Data extracted from a collection:
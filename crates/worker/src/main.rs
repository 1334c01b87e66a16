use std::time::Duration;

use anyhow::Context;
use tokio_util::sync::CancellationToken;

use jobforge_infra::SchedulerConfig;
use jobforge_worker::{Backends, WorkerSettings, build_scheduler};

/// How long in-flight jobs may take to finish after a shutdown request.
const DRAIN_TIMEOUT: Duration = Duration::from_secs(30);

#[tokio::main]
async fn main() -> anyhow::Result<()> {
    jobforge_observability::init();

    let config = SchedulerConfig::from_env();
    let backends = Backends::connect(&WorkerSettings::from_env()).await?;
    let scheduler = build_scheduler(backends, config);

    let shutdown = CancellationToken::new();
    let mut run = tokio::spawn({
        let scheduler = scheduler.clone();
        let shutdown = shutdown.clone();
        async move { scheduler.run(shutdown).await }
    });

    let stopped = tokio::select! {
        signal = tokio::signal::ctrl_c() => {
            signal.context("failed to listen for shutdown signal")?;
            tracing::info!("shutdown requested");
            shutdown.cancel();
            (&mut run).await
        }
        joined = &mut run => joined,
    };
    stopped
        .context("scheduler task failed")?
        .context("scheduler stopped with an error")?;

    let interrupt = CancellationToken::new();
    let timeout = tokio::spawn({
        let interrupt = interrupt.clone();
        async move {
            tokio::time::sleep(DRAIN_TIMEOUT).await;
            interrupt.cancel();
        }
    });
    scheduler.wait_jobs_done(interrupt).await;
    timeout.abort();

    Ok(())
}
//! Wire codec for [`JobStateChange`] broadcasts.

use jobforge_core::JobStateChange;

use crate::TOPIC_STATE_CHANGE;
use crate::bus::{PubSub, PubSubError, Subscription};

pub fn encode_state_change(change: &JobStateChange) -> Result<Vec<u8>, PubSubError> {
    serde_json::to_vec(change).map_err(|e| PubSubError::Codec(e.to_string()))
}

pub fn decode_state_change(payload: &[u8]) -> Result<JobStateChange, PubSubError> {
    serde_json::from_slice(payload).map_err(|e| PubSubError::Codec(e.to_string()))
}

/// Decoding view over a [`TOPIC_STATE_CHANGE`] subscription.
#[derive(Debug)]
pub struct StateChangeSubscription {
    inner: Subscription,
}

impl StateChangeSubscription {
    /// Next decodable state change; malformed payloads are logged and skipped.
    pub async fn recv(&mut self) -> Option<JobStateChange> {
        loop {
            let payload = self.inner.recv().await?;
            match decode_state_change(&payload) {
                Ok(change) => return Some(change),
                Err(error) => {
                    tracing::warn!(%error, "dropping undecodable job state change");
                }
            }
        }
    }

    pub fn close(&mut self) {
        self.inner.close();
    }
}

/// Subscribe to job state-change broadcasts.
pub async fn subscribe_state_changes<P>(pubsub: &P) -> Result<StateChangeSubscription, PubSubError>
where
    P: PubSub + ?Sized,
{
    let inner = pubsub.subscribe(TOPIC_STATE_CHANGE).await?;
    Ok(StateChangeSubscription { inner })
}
---
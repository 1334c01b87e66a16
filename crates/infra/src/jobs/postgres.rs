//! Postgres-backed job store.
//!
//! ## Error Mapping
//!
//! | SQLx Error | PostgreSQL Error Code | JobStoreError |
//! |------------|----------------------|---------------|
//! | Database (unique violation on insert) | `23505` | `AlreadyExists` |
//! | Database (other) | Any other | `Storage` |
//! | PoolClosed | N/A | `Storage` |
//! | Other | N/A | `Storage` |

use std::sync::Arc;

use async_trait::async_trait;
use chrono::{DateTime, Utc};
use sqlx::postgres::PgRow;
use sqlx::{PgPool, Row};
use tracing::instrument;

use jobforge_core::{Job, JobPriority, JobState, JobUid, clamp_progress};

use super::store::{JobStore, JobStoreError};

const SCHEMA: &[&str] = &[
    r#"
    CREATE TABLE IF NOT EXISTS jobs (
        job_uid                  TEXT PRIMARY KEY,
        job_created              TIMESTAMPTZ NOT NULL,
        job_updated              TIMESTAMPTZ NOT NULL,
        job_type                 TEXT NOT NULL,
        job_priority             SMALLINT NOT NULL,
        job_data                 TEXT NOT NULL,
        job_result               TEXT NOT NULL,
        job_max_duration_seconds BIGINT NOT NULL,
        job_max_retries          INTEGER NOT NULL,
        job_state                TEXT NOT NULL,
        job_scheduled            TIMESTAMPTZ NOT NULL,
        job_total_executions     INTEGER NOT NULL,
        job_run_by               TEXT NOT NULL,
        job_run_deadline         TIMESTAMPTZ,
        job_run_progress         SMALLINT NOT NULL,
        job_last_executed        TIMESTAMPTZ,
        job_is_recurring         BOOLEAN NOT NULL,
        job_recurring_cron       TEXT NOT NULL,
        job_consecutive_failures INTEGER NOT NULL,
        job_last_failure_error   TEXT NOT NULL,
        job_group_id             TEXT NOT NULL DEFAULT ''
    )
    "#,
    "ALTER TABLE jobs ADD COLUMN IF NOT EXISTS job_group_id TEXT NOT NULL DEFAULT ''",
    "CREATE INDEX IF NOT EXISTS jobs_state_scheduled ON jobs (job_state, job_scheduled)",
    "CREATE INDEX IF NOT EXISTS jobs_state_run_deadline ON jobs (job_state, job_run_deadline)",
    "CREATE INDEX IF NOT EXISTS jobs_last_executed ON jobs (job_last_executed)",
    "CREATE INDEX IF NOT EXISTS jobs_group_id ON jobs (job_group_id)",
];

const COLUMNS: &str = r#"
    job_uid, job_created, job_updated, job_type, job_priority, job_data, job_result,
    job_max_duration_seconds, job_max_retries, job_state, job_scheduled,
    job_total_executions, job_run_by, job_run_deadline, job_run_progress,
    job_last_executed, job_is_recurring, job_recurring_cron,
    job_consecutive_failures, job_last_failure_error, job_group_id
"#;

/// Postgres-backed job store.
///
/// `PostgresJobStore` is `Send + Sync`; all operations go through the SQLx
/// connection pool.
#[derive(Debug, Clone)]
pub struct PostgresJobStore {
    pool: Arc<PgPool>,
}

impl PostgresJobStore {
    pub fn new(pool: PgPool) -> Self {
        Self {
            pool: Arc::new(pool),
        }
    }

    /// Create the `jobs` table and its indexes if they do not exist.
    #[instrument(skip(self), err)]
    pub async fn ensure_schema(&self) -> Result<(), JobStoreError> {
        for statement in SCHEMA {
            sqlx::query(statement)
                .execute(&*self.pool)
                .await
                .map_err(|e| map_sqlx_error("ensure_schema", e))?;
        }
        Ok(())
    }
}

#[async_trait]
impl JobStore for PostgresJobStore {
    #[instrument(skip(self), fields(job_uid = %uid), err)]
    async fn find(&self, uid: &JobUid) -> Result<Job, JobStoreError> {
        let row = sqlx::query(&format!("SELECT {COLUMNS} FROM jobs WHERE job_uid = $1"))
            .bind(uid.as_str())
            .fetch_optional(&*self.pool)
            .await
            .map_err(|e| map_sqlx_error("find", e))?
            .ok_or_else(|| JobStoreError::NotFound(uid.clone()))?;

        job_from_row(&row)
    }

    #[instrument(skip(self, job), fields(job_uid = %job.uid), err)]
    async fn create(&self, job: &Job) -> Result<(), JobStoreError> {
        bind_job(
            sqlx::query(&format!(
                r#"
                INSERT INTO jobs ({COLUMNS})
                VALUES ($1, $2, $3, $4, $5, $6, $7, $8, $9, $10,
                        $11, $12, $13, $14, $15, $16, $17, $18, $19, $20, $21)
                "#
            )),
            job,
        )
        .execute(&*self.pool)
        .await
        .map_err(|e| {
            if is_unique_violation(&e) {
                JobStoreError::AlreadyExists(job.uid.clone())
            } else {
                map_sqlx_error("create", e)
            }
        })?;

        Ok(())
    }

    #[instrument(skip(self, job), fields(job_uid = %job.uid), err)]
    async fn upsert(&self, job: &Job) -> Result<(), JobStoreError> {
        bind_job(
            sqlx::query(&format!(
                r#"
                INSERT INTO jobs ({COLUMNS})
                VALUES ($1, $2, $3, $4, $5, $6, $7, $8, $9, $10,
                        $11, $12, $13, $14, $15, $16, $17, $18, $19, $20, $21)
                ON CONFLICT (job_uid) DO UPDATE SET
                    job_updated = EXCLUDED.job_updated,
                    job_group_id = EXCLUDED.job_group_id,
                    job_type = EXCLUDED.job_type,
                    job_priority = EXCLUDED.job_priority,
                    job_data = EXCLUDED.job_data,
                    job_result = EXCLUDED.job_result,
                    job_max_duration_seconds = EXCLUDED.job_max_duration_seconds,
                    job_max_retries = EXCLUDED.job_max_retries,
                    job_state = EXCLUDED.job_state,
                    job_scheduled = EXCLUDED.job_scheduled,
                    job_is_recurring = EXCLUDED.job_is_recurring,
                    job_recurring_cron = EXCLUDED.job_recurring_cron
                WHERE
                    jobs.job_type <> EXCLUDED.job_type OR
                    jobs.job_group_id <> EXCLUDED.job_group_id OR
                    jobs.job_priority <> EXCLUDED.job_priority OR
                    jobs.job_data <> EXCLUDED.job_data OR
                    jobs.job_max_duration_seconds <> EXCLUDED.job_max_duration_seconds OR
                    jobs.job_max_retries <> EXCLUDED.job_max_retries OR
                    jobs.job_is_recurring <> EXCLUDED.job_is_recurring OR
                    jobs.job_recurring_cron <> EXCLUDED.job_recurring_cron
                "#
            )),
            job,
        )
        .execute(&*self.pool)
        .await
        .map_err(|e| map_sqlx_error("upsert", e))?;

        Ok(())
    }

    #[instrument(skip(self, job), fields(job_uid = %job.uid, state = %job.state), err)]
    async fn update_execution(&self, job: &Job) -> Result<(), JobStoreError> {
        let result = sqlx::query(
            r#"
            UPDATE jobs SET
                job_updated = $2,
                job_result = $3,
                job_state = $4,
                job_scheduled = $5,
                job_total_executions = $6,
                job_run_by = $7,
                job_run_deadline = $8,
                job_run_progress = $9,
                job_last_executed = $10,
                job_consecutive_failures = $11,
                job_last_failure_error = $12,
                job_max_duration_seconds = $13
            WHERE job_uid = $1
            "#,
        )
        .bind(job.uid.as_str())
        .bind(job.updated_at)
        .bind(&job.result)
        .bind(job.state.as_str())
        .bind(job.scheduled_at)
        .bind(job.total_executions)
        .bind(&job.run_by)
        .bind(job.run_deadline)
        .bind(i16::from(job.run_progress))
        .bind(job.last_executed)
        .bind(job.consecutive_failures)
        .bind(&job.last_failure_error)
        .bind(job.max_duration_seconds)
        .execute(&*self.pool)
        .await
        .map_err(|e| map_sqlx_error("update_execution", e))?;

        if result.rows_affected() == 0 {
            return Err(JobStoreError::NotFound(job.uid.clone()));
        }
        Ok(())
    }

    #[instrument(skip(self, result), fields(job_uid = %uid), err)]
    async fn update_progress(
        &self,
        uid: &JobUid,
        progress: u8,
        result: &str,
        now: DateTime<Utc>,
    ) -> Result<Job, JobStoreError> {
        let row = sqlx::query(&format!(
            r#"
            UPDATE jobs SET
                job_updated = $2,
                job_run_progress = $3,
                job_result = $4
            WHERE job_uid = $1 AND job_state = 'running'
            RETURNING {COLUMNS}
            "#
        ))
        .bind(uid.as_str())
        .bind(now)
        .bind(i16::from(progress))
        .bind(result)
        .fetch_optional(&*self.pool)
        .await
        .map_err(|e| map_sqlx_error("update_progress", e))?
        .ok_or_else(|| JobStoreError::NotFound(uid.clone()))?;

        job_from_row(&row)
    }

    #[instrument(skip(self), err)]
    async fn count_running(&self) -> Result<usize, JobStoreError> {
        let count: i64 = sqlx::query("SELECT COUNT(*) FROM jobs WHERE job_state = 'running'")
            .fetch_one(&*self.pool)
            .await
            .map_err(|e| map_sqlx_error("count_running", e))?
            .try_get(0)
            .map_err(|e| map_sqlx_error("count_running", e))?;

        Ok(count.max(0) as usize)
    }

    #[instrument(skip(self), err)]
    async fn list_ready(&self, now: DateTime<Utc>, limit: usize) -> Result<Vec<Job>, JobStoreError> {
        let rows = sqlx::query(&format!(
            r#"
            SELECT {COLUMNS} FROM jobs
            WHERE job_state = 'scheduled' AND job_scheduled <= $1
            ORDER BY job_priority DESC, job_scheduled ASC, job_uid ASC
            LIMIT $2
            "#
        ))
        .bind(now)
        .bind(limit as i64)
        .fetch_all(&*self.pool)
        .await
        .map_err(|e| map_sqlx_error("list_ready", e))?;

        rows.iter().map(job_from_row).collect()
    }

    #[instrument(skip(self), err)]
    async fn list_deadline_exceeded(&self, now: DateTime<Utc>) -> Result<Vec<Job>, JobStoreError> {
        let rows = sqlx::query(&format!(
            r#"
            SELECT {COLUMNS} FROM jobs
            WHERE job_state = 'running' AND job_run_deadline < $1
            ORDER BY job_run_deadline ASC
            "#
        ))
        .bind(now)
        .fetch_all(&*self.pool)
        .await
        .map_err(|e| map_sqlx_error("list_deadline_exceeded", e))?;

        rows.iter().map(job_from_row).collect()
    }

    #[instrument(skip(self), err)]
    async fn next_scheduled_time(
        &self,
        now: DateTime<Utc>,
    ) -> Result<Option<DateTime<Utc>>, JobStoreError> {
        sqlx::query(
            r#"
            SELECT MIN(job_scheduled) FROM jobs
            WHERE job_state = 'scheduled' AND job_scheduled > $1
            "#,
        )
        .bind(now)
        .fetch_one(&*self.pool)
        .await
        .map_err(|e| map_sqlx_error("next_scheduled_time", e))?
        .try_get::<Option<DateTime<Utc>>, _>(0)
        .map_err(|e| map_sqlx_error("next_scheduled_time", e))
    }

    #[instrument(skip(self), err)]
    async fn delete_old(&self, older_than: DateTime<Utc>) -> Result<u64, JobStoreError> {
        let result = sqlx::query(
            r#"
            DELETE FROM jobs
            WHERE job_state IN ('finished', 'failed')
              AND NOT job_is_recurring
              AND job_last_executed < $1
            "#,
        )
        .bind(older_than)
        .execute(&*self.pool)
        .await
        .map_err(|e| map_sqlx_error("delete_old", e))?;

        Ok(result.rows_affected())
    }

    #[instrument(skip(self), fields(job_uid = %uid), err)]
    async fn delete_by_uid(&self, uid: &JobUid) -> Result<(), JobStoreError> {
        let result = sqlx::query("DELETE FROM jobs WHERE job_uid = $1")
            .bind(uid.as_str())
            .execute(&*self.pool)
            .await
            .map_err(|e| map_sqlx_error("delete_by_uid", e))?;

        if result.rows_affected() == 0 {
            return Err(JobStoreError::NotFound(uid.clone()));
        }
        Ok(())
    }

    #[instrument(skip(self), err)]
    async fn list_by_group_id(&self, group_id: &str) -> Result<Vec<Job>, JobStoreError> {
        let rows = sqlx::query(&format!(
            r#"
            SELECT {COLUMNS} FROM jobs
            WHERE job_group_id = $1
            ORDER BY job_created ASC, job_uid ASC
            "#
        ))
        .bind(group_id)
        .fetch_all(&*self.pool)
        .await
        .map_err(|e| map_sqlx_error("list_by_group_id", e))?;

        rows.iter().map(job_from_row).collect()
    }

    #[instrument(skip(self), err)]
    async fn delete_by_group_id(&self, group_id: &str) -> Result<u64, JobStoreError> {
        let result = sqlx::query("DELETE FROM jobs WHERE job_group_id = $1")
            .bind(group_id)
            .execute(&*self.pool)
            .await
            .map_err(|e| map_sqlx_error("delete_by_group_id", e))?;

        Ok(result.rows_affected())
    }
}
...
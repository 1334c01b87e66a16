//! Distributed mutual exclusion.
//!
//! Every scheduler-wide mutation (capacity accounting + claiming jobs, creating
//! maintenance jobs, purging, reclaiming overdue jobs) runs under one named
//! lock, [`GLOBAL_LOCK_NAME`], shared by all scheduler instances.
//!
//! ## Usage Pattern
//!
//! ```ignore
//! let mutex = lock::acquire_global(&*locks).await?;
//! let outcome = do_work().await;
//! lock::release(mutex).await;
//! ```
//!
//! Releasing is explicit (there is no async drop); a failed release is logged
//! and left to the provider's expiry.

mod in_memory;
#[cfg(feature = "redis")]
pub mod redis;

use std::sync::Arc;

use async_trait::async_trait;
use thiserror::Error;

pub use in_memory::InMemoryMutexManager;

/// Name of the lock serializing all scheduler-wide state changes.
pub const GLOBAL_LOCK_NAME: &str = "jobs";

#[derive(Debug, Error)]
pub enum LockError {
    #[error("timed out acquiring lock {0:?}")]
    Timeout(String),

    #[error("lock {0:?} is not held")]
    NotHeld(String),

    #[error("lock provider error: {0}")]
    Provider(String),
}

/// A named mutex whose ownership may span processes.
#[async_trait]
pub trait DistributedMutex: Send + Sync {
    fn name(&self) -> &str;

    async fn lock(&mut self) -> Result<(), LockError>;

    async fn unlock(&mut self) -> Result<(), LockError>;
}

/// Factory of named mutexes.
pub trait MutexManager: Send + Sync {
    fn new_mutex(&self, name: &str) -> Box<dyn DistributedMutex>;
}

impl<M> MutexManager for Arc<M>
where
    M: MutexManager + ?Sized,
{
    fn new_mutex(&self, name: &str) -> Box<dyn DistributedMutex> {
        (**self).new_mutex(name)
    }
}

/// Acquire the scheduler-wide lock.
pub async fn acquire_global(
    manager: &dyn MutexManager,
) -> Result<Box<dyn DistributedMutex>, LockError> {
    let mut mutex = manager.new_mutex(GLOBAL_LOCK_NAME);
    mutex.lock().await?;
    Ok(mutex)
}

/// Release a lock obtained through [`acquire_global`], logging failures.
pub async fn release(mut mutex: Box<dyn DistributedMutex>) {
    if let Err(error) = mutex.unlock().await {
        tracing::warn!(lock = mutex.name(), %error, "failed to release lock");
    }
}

> [REQUIRED ACTION]: Find the word "anyhow" in the entries above. Copy every line that has it.

> [RESULT]:
use anyhow::Context;
async fn main() -> anyhow::Result<()> {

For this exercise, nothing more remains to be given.